Filter the listing down to the lines containing the word "dbname".

* * * * *

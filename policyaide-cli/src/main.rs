//! policyaide-cli — operator frontend for the PolicyAide telemetry store
//!
//! # Subcommands
//! - `check [--config <path>]` — Postgres connectivity smoke test: walks the
//!   candidate config paths, connects, reports row counts and a sample
//!   trace/span pair. Pure diagnostic; no retries.
//! - `status`                  — show dashboard server health
//! - `agents [--json]`         — latest system instructions per agent
//! - `traces [-n N] [--json]`  — recent traces with span counts

use clap::{Parser, Subcommand};
use policyaide_core::config::{PolicyAideConfig, CONFIG_CANDIDATES};
use policyaide_core::models::{AgentInstructions, TraceSummary};
use serde::Deserialize;
use std::path::Path;

const DEFAULT_SERVER: &str = "http://127.0.0.1:8780";
const DEFAULT_LIMIT: i64 = 20;

// ============================================================================
// CLI Definition
// ============================================================================

#[derive(Debug, Parser)]
#[command(
    name = "policyaide-cli",
    version,
    about = "PolicyAide telemetry — connectivity checker and dashboard frontend"
)]
struct Cli {
    /// Dashboard HTTP server URL (overrides POLICYAIDE_HTTP_URL env var)
    #[arg(long, env = "POLICYAIDE_HTTP_URL", default_value = DEFAULT_SERVER)]
    server: String,

    #[command(subcommand)]
    command: Commands,
}

#[derive(Debug, Subcommand)]
enum Commands {
    /// Smoke-test the managed Postgres connection
    Check {
        /// Explicit config path; skips the candidate-path search
        #[arg(short, long)]
        config: Option<String>,
    },

    /// Show dashboard server status
    Status,

    /// List agents and their latest system instructions
    Agents {
        /// Output the raw JSON response
        #[arg(long)]
        json: bool,
    },

    /// List recent traces with span counts
    Traces {
        /// Maximum number of traces to list
        #[arg(short = 'n', long, default_value_t = DEFAULT_LIMIT)]
        limit: i64,

        /// Output the raw JSON response
        #[arg(long)]
        json: bool,
    },
}

// ============================================================================
// API Response Types
// ============================================================================

#[derive(Debug, Deserialize)]
struct AgentsResponse {
    agents: Vec<AgentInstructions>,
}

#[derive(Debug, Deserialize)]
struct TracesResponse {
    traces: Vec<TraceSummary>,
}

// ============================================================================
// Formatting helpers
// ============================================================================

/// Truncate to `max` characters, appending an ellipsis when shortened.
/// Newlines collapse to spaces so table rows stay on one line.
fn truncate(s: &str, max: usize) -> String {
    let flat: String = s
        .chars()
        .map(|c| if c == '\n' || c == '\t' { ' ' } else { c })
        .collect();
    if flat.chars().count() <= max {
        flat
    } else {
        let cut: String = flat.chars().take(max.saturating_sub(1)).collect();
        format!("{}…", cut)
    }
}

fn render_agents_table(agents: &[AgentInstructions]) -> String {
    let mut out = format!(
        "{:<24} {:<20} {}\n",
        "AGENT", "RECORDED", "INSTRUCTIONS"
    );
    for a in agents {
        out.push_str(&format!(
            "{:<24} {:<20} {}\n",
            truncate(&a.agent_name, 23),
            a.recorded_at.format("%Y-%m-%d %H:%M"),
            truncate(&a.system_instructions, 60),
        ));
    }
    out
}

fn render_traces_table(traces: &[TraceSummary]) -> String {
    let mut out = format!(
        "{:<30} {:<16} {:<17} {:>6} {:>6} {:>8} {:>9}\n",
        "TRACE", "TYPE", "CREATED", "AGENTS", "SPANS", "TOKENS", "TOTAL MS"
    );
    for t in traces {
        out.push_str(&format!(
            "{:<30} {:<16} {:<17} {:>6} {:>6} {:>8} {:>9}\n",
            truncate(&t.trace_id, 29),
            truncate(&t.policy_type, 15),
            t.created_at.format("%Y-%m-%d %H:%M"),
            t.agent_count,
            t.span_count,
            t.total_tokens,
            t.total_duration_ms,
        ));
    }
    out
}

// ============================================================================
// check — Postgres connectivity smoke test
// ============================================================================

/// Walk the candidate paths the way the server's discovery does, but print
/// each step so the operator sees why a candidate was skipped.
fn find_config(explicit: Option<&str>) -> Option<(PolicyAideConfig, String)> {
    if let Some(path) = explicit {
        match PolicyAideConfig::load(path) {
            Ok(cfg) => return Some((cfg, path.to_string())),
            Err(e) => {
                eprintln!("❌ {}: {}", path, e);
                return None;
            }
        }
    }

    for candidate in CONFIG_CANDIDATES {
        let expanded = shellexpand::tilde(candidate).into_owned();
        if !Path::new(&expanded).exists() {
            println!("   {} — not found", expanded);
            continue;
        }
        match PolicyAideConfig::load(&expanded) {
            Ok(cfg) if cfg.database.is_complete() => {
                println!("✅ {} — credentials complete", expanded);
                return Some((cfg, expanded));
            }
            Ok(_) => println!("   {} — incomplete credentials, skipping", expanded),
            Err(e) => println!("   {} — unreadable ({}), skipping", expanded, e),
        }
    }
    None
}

async fn do_check(explicit_config: Option<String>) -> anyhow::Result<()> {
    println!("Searching for config:");
    let (config, path) = match find_config(explicit_config.as_deref()) {
        Some(found) => found,
        None => {
            eprintln!("❌ No usable config found");
            std::process::exit(1);
        }
    };

    println!(
        "Using {} (user={}, host={}:{}, dbname={})",
        path, config.database.user, config.database.host, config.database.port, config.database.dbname
    );

    let pool = match policyaide_core::db::create_pool(&config.database).await {
        Ok(p) => p,
        Err(e) => {
            eprintln!("❌ Connection failed: {}", e);
            std::process::exit(1);
        }
    };

    match policyaide_core::db::health_check(&pool).await {
        Ok(v) => println!("✅ PostgreSQL connected: {}", v),
        Err(e) => {
            eprintln!("❌ PostgreSQL query failed: {}", e);
            std::process::exit(1);
        }
    }

    match policyaide_core::db::table_counts(&pool).await {
        Ok(c) => println!("✅ Telemetry tables: {} traces, {} spans", c.traces, c.spans),
        Err(e) => {
            eprintln!("❌ Telemetry table check failed: {}", e);
            std::process::exit(1);
        }
    }

    match policyaide_core::db::sample_trace(&pool).await {
        Ok(Some((trace, span))) => {
            println!(
                "Sample trace: {} — {} ({}, {} agents, {} ms)",
                trace.trace_id,
                truncate(&trace.policy_query, 50),
                trace.policy_type,
                trace.agent_count,
                trace.total_duration_ms,
            );
            match span {
                Some(s) => println!(
                    "  first span: {} {} [{}] {} ms, {} tokens",
                    s.span_id,
                    s.agent_name,
                    s.span_type,
                    s.duration_ms,
                    s.total_tokens(),
                ),
                None => println!("  (trace has no spans)"),
            }
        }
        Ok(None) => println!("ℹ no traces recorded yet"),
        Err(e) => {
            eprintln!("❌ Sample trace query failed: {}", e);
            std::process::exit(1);
        }
    }

    println!("✅ PolicyAide connectivity check passed");
    Ok(())
}

// ============================================================================
// HTTP Client Calls
// ============================================================================

fn http_client() -> anyhow::Result<reqwest::Client> {
    Ok(reqwest::Client::builder()
        .timeout(std::time::Duration::from_secs(10))
        .build()?)
}

/// Show the server status by calling GET /health.
async fn do_status(server: &str) -> anyhow::Result<()> {
    let client = http_client()?;
    let url = format!("{}/health", server);

    match client.get(&url).send().await {
        Ok(r) if r.status().is_success() => {
            let body: serde_json::Value = r.json().await.unwrap_or_default();
            println!("PolicyAide server: {}", body["status"].as_str().unwrap_or("unknown"));
            println!("Version:           {}", body["version"].as_str().unwrap_or("?"));
            println!("PostgreSQL:        {}", body["postgresql"].as_str().unwrap_or("?"));
        }
        Ok(r) => {
            let status = r.status();
            eprintln!("policyaide-cli: server unhealthy (HTTP {})", status);
            std::process::exit(1);
        }
        Err(e) => {
            eprintln!("policyaide-cli: cannot reach {} — {}", url, e);
            std::process::exit(1);
        }
    }

    Ok(())
}

async fn fetch_json(url: &str) -> anyhow::Result<serde_json::Value> {
    let client = http_client()?;
    let resp = match client.get(url).send().await {
        Ok(r) => r,
        Err(e) => {
            eprintln!("policyaide-cli: connection failed to {}: {}", url, e);
            std::process::exit(1);
        }
    };

    if !resp.status().is_success() {
        let status = resp.status();
        let body = resp.text().await.unwrap_or_default();
        eprintln!("policyaide-cli: server returned {}: {}", status, body);
        std::process::exit(1);
    }

    Ok(resp.json().await?)
}

async fn do_agents(server: &str, json_output: bool) -> anyhow::Result<()> {
    let url = format!("{}/agents", server);
    let body = fetch_json(&url).await?;

    if json_output {
        println!("{}", serde_json::to_string_pretty(&body)?);
        return Ok(());
    }

    let parsed: AgentsResponse = serde_json::from_value(body)?;
    if parsed.agents.is_empty() {
        eprintln!("No agent instructions recorded");
        return Ok(());
    }
    print!("{}", render_agents_table(&parsed.agents));
    Ok(())
}

async fn do_traces(server: &str, limit: i64, json_output: bool) -> anyhow::Result<()> {
    let url = format!("{}/traces?limit={}", server, limit);
    let body = fetch_json(&url).await?;

    if json_output {
        println!("{}", serde_json::to_string_pretty(&body)?);
        return Ok(());
    }

    let parsed: TracesResponse = serde_json::from_value(body)?;
    if parsed.traces.is_empty() {
        eprintln!("No traces recorded");
        return Ok(());
    }
    print!("{}", render_traces_table(&parsed.traces));
    Ok(())
}

// ============================================================================
// Main
// ============================================================================

#[tokio::main]
async fn main() {
    let cli = Cli::parse();
    let server = cli.server.trim_end_matches('/').to_string();

    let result = match cli.command {
        Commands::Check { config } => do_check(config).await,
        Commands::Status => do_status(&server).await,
        Commands::Agents { json } => do_agents(&server, json).await,
        Commands::Traces { limit, json } => do_traces(&server, limit, json).await,
    };

    if let Err(e) = result {
        eprintln!("policyaide-cli: {}", e);
        std::process::exit(1);
    }
}

// ============================================================================
// Tests
// ============================================================================

#[cfg(test)]
mod tests {
    use super::*;
    use chrono::{TimeZone, Utc};

    fn mock_trace(trace_id: &str, span_count: i64, total_tokens: i64) -> TraceSummary {
        TraceSummary {
            trace_id: trace_id.to_string(),
            policy_query: "What changed in HB 123?".to_string(),
            policy_type: "legislation".to_string(),
            created_at: Utc.with_ymd_and_hms(2026, 8, 1, 9, 30, 0).unwrap(),
            agent_count: 3,
            total_duration_ms: 8450,
            span_count,
            total_tokens,
        }
    }

    // ========================================================================
    // TEST 1: truncate keeps short strings intact
    // ========================================================================
    #[test]
    fn test_truncate_short_string() {
        assert_eq!(truncate("hello", 10), "hello");
    }

    // ========================================================================
    // TEST 2: truncate shortens long strings with an ellipsis
    // ========================================================================
    #[test]
    fn test_truncate_long_string() {
        let long = "a".repeat(100);
        let out = truncate(&long, 10);
        assert_eq!(out.chars().count(), 10);
        assert!(out.ends_with('…'));
    }

    // ========================================================================
    // TEST 3: truncate flattens newlines so rows stay single-line
    // ========================================================================
    #[test]
    fn test_truncate_flattens_newlines() {
        assert_eq!(truncate("line one\nline two", 40), "line one line two");
    }

    // ========================================================================
    // TEST 4: traces table shows zero span counts as 0, not blank
    // ========================================================================
    #[test]
    fn test_traces_table_zero_spans() {
        let table = render_traces_table(&[mock_trace("trace-zero", 0, 0)]);
        let row = table.lines().nth(1).expect("one data row");
        assert!(row.contains("trace-zero"));
        assert!(row.contains(" 0"), "zero span count must render: {}", row);
    }

    // ========================================================================
    // TEST 5: traces table header and row alignment
    // ========================================================================
    #[test]
    fn test_traces_table_columns() {
        let table = render_traces_table(&[mock_trace("trace-abc", 4, 1534)]);
        let header = table.lines().next().unwrap();
        assert!(header.contains("TRACE"));
        assert!(header.contains("SPANS"));
        assert!(header.contains("TOKENS"));
        let row = table.lines().nth(1).unwrap();
        assert!(row.contains("trace-abc"));
        assert!(row.contains("1534"));
        assert!(row.contains("legislation"));
    }

    // ========================================================================
    // TEST 6: agents table truncates long instructions
    // ========================================================================
    #[test]
    fn test_agents_table_truncates_instructions() {
        let agents = vec![AgentInstructions {
            agent_name: "research_agent".to_string(),
            system_instructions: "x".repeat(200),
            recorded_at: Utc.with_ymd_and_hms(2026, 8, 1, 9, 30, 0).unwrap(),
        }];
        let table = render_agents_table(&agents);
        let row = table.lines().nth(1).unwrap();
        assert!(row.contains("research_agent"));
        assert!(row.chars().count() < 150, "instructions must be truncated");
    }
}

* * * * *

RESPONSE TO THE TASK:
        "Using {} (user={}, host={}:{}, dbname={})",
        path, config.database.user, config.database.host, config.database.port, config.database.dbname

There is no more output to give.